Porém, há de se elogiar sim a viagem ao Egito que a série proporcionou. Sem nunca de fato ter viajado até o país — com filmagens na Jordânia, Hungria, Eslovênia e Londres —, a produção conseguiu manter uma identidade fiel à cultura representada justamente pela equipe envolvida, liderada por Mohamed Diab, o primeiro diretor egípcio a trabalhar no MCU. Ele, que apareceu em headlines até mesmo antes da estreia da obra, criticando a forma como sua nação tem sido retratada por Hollywood, tinha como objetivo mostrar outras cores do Egito, trazendo a atmosfera cosmopolita do Cairo e deixando de lado o tom laranja que costuma surgir na fotografia toda vez que uma história sai dos países de língua inglesa.

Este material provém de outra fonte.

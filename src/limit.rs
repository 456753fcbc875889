//! Rate limiting for pipeline requests.

use tokio::sync::Semaphore;
use tracing::trace;

use crate::pipeline::UnitFuture;

/// Defers a request unit until capacity allows it to run.
///
/// The unit a limiter receives already includes the retry loop, so one slot
/// covers every attempt of a request.
pub trait RateLimiter: Send + Sync {
    fn schedule<'a>(&'a self, unit: UnitFuture<'a>) -> UnitFuture<'a>;
}

/// [`RateLimiter`] bounding how many requests run at once.
///
/// Waiters queue on a semaphore in arrival order; nothing is rejected, only
/// delayed.
pub struct MaxInFlight {
    permits: Semaphore,
}

impl MaxInFlight {
    /// A limit of zero is treated as one.
    pub fn new(limit: usize) -> Self {
        Self {
            permits: Semaphore::new(limit.max(1)),
        }
    }
}

impl RateLimiter for MaxInFlight {
    fn schedule<'a>(&'a self, unit: UnitFuture<'a>) -> UnitFuture<'a> {
        Box::pin(async move {
            let _permit = match self.permits.acquire().await {
                Ok(permit) => permit,
                // The semaphore is never closed; run the unit regardless.
                Err(_) => return unit.await,
            };
            trace!(
                available = self.permits.available_permits(),
                "acquired in-flight slot"
            );
            unit.await
        })
    }
}
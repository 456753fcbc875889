//! Bounded-concurrency batch execution.
//!
//! [`run_batch`] drives a list of inputs through one async operation,
//! running at most `concurrency` items at a time. Inputs are taken in
//! groups of that size and a group must settle completely before the next
//! one starts. Each item carries its own exponential backoff retry budget;
//! the run either collects failures into a [`BatchReport`] or stops at the
//! first one, depending on [`BatchOptions::continue_on_error`].

use std::fmt;
use std::future::Future;
use std::time::Duration;

use futures::future::join_all;
use tokio::time::sleep;
use tracing::{debug, warn};

use crate::retry::backoff_delay;

/// Default number of items running at once.
pub const DEFAULT_BATCH_CONCURRENCY: usize = 5;

/// Default per-item retry budget.
pub const DEFAULT_BATCH_RETRIES: u32 = 2;

/// Default base delay between per-item retries, in milliseconds.
pub const DEFAULT_BATCH_RETRY_DELAY_MS: u64 = 1000;

/// Tuning knobs for a batch run.
#[derive(Debug, Clone)]
pub struct BatchOptions {
    /// Upper bound on items in flight at once. Zero is treated as one.
    pub concurrency: usize,
    /// Record failures and keep going, instead of stopping at the first.
    pub continue_on_error: bool,
    /// Re-runs allowed per item after its first attempt.
    pub retries: u32,
    /// Base delay before an item's first retry; later ones double it.
    pub retry_delay: Duration,
}

impl Default for BatchOptions {
    fn default() -> Self {
        Self {
            concurrency: DEFAULT_BATCH_CONCURRENCY,
            continue_on_error: true,
            retries: DEFAULT_BATCH_RETRIES,
            retry_delay: Duration::from_millis(DEFAULT_BATCH_RETRY_DELAY_MS),
        }
    }
}

impl BatchOptions {
    pub fn with_concurrency(mut self, concurrency: usize) -> Self {
        self.concurrency = concurrency;
        self
    }

    pub fn with_continue_on_error(mut self, continue_on_error: bool) -> Self {
        self.continue_on_error = continue_on_error;
        self
    }

    /// The budget applies to every failure alike; a permanent rejection
    /// burns all its retries before it is recorded.
    pub fn with_retries(mut self, retries: u32) -> Self {
        self.retries = retries;
        self
    }

    pub fn with_retry_delay(mut self, retry_delay: Duration) -> Self {
        self.retry_delay = retry_delay;
        self
    }
}

/// One input that exhausted its retry budget.
#[derive(Debug)]
pub struct BatchFailure<I, E> {
    /// Position of the input in the original batch.
    pub index: usize,
    pub input: I,
    /// Error of the final attempt.
    pub error: E,
}

/// Outcome of a completed batch run.
#[derive(Debug)]
pub struct BatchReport<O, I, E> {
    /// Outputs in the order their items settled.
    pub successes: Vec<O>,
    /// Failed inputs with their original positions.
    pub failures: Vec<BatchFailure<I, E>>,
    /// Number of inputs the run started with.
    pub total: usize,
}

impl<O, I, E> BatchReport<O, I, E> {
    pub fn success_count(&self) -> usize {
        self.successes.len()
    }

    pub fn failure_count(&self) -> usize {
        self.failures.len()
    }
}

/// Run `operation` over `items` with bounded concurrency.
///
/// Inputs are cloned once per attempt, so retries always start from the
/// original value. The operation only borrows from its environment, nothing
/// is spawned; closures over `&self` work without `'static` bounds.
///
/// # Errors
///
/// With `continue_on_error` unset, returns the first failure of the group
/// that produced it once that group has settled. Later groups never start.
pub async fn run_batch<I, O, E, F, Fut>(
    items: Vec<I>,
    options: &BatchOptions,
    operation: F,
) -> Result<BatchReport<O, I, E>, BatchFailure<I, E>>
where
    I: Clone,
    E: fmt::Display,
    F: Fn(I) -> Fut,
    Fut: Future<Output = Result<O, E>>,
{
    let total = items.len();
    let concurrency = options.concurrency.max(1);
    debug!(total, concurrency, "starting batch run");

    let operation = &operation;
    let mut successes = Vec::new();
    let mut failures = Vec::new();
    let mut index_base = 0;

    let mut remaining = items.into_iter();
    loop {
        let group: Vec<I> = remaining.by_ref().take(concurrency).collect();
        if group.is_empty() {
            break;
        }
        let group_len = group.len();

        let settled = join_all(group.into_iter().enumerate().map(|(offset, item)| async move {
            let index = index_base + offset;
            let outcome = run_item(options, operation, &item, index).await;
            (index, item, outcome)
        }))
        .await;

        let mut group_failure: Option<BatchFailure<I, E>> = None;
        for (index, input, outcome) in settled {
            match outcome {
                Ok(output) => successes.push(output),
                Err(error) if !options.continue_on_error && group_failure.is_none() => {
                    group_failure = Some(BatchFailure {
                        index,
                        input,
                        error,
                    });
                }
                Err(error) => failures.push(BatchFailure {
                    index,
                    input,
                    error,
                }),
            }
        }

        if let Some(failure) = group_failure {
            warn!(index = failure.index, error = %failure.error, "stopping batch at first failure");
            return Err(failure);
        }

        index_base += group_len;
    }

    debug!(
        successes = successes.len(),
        failures = failures.len(),
        "batch run finished"
    );
    Ok(BatchReport {
        successes,
        failures,
        total,
    })
}

/// One item through its retry budget.
async fn run_item<I, O, E, F, Fut>(
    options: &BatchOptions,
    operation: &F,
    item: &I,
    index: usize,
) -> Result<O, E>
where
    I: Clone,
    E: fmt::Display,
    F: Fn(I) -> Fut,
    Fut: Future<Output = Result<O, E>>,
{
    let mut attempt: u32 = 0;
    loop {
        match operation(item.clone()).await {
            Ok(output) => return Ok(output),
            Err(error) if attempt < options.retries => {
                let delay = backoff_delay(options.retry_delay, attempt);
                warn!(
                    index,
                    attempt = attempt + 1,
                    delay_ms = delay.as_millis() as u64,
                    error = %error,
                    "batch item failed, backing off before retry"
                );
                sleep(delay).await;
                attempt += 1;
            }
            Err(error) => return Err(error),
        }
    }
}
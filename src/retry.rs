//! Exponential backoff retry for pipeline requests.

use std::time::Duration;

use tokio::time::sleep;
use tracing::{debug, warn};

use crate::pipeline::{UnitFn, UnitFuture};

/// Cap on the backoff exponent so the shift can never overflow.
const MAX_BACKOFF_SHIFT: u32 = 16;

/// Re-runs a failed request unit.
///
/// The unit handed to [`run`](RetryRunner::run) is a factory: each call
/// produces one fresh attempt with its own timeout window and signal, so a
/// timed-out attempt never poisons the next one.
pub trait RetryRunner: Send + Sync {
    fn run<'a>(&'a self, unit: UnitFn<'a>) -> UnitFuture<'a>;
}

/// Delay before the retry following `attempt` failures: `base * 2^attempt`,
/// saturating instead of overflowing.
pub fn backoff_delay(base: Duration, attempt: u32) -> Duration {
    let shift = attempt.min(MAX_BACKOFF_SHIFT);
    Duration::from_millis((base.as_millis() as u64).saturating_mul(1u64 << shift))
}

/// Retry coordinator with exponential backoff between attempts.
///
/// Every failure kind is retried alike, including ones a response already
/// classified as permanent.
#[derive(Debug, Clone)]
pub struct BackoffRetry {
    retries: u32,
    base_delay: Duration,
}

impl BackoffRetry {
    /// `retries` counts re-runs after the first attempt, so the unit runs at
    /// most `retries + 1` times.
    pub fn new(retries: u32, base_delay: Duration) -> Self {
        Self {
            retries,
            base_delay,
        }
    }
}

impl RetryRunner for BackoffRetry {
    fn run<'a>(&'a self, unit: UnitFn<'a>) -> UnitFuture<'a> {
        Box::pin(async move {
            let mut attempt: u32 = 0;
            loop {
                match unit().await {
                    Ok(decoded) => return Ok(decoded),
                    Err(error) if attempt < self.retries => {
                        let delay = backoff_delay(self.base_delay, attempt);
                        warn!(
                            attempt = attempt + 1,
                            delay_ms = delay.as_millis() as u64,
                            error = %error,
                            "request attempt failed, backing off before retry"
                        );
                        sleep(delay).await;
                        attempt += 1;
                    }
                    Err(error) => {
                        debug!(attempts = attempt + 1, "request failed after final attempt");
                        return Err(error);
                    }
                }
            }
        })
    }
}

#[cfg(test)]
mod tests {
    use super::*;
    use crate::pipeline::{Decoded, PipelineError, RequestSpec};
    use std::sync::atomic::{AtomicUsize, Ordering};
    use std::sync::Arc;

    fn transient_error() -> PipelineError {
        PipelineError::configuration(&RequestSpec::get("https://jira.test/x"), "transient")
    }

    fn unit_failing_first<'a>(fail_count: usize, calls: Arc<AtomicUsize>) -> UnitFn<'a> {
        Box::new(move || {
            let calls = calls.clone();
            Box::pin(async move {
                let call = calls.fetch_add(1, Ordering::SeqCst);
                if call < fail_count {
                    Err(transient_error())
                } else {
                    Ok(Decoded::Text("done".to_string()))
                }
            })
        })
    }

    #[test]
    fn test_backoff_delay_doubles_per_attempt() {
        let base = Duration::from_millis(1000);
        assert_eq!(backoff_delay(base, 0), Duration::from_millis(1000));
        assert_eq!(backoff_delay(base, 1), Duration::from_millis(2000));
        assert_eq!(backoff_delay(base, 2), Duration::from_millis(4000));
        assert_eq!(backoff_delay(base, 3), Duration::from_millis(8000));
    }

    #[test]
    fn test_backoff_delay_caps_the_exponent() {
        let base = Duration::from_millis(1);
        assert_eq!(backoff_delay(base, 63), backoff_delay(base, MAX_BACKOFF_SHIFT));
        assert_eq!(backoff_delay(base, 63), Duration::from_millis(1 << 16));
    }

    #[test]
    fn test_backoff_delay_saturates_instead_of_overflowing() {
        let base = Duration::from_millis(u64::MAX / 2);
        assert_eq!(backoff_delay(base, 10), Duration::from_millis(u64::MAX));
    }

    #[tokio::test]
    async fn test_first_attempt_success_runs_once() {
        let calls = Arc::new(AtomicUsize::new(0));
        let retry = BackoffRetry::new(3, Duration::from_secs(1));

        let result = retry.run(unit_failing_first(0, calls.clone())).await;
        assert!(result.is_ok());
        assert_eq!(calls.load(Ordering::SeqCst), 1);
    }

    #[tokio::test(start_paused = true)]
    async fn test_retries_until_success_within_budget() {
        let calls = Arc::new(AtomicUsize::new(0));
        let retry = BackoffRetry::new(2, Duration::from_millis(100));

        let result = retry.run(unit_failing_first(2, calls.clone())).await;
        assert!(result.is_ok());
        assert_eq!(calls.load(Ordering::SeqCst), 3);
    }

    #[tokio::test(start_paused = true)]
    async fn test_gives_up_after_exhausting_retries() {
        let calls = Arc::new(AtomicUsize::new(0));
        let retry = BackoffRetry::new(2, Duration::from_millis(100));

        let result = retry.run(unit_failing_first(usize::MAX, calls.clone())).await;
        assert!(result.is_err());
        assert_eq!(calls.load(Ordering::SeqCst), 3);
    }

    #[tokio::test]
    async fn test_zero_retries_runs_the_unit_once() {
        let calls = Arc::new(AtomicUsize::new(0));
        let retry = BackoffRetry::new(0, Duration::from_secs(1));

        let result = retry.run(unit_failing_first(usize::MAX, calls.clone())).await;
        assert!(result.is_err());
        assert_eq!(calls.load(Ordering::SeqCst), 1);
    }
}
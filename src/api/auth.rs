//! Basic Auth credentials for JIRA Cloud.
//!
//! JIRA Cloud authenticates REST calls with an email and API token pair sent
//! as a Basic Auth header. The pair is encoded once at construction; the raw
//! token is not retained.

use base64::{engine::general_purpose::STANDARD as BASE64, Engine};

/// Pre-encoded `Authorization` header value.
#[derive(Debug, Clone)]
pub struct Auth {
    header: String,
}

impl Auth {
    pub fn new(email: &str, token: &str) -> Self {
        let encoded = BASE64.encode(format!("{email}:{token}"));
        Self {
            header: format!("Basic {encoded}"),
        }
    }

    /// Value for the `Authorization` request header.
    pub fn header_value(&self) -> &str {
        &self.header
    }
}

Diab também recrutou o compositor Hesham Nazih, já consagrado no Egito, e que em sua estreia em Hollywood faz um excelente trabalho em uma trilha sonora que não peca em nada. Elementos árabes e egípcios se unem a sintetizadores experimentais e aos instrumentos de sopro já tão reconhecidos em obras de super-heróis, formando um amálgama de tirar o fôlego. A série também conta com o editor Ahmed Hafez e a atriz May Calamawy, que interpreta Layla, uma das personagens principais, e a inclusão se estende para mais outros vários membros da equipe e elenco, garantindo autenticidade à obra.
Entre erros e acertos, a balança de “Cavaleiro da Lua” pode até se equilibrar, mas infelizmente a promessa de algo excepcional e o que de fato foi entregue acaba por deixar um gosto amargo na boca — novamente. Talvez se as pessoas envolvidas parassem de reforçar quão incríveis e diferentes de tudo que já foi visto suas obras são, e focassem em entregar algo que realmente faça jus a palavras tão sempre hiperbólicas, o universo Marvel estaria repleto de obras-primas. Quem sabe na próxima? [repita esse mantra na próxima, na próxima, e na próxima…].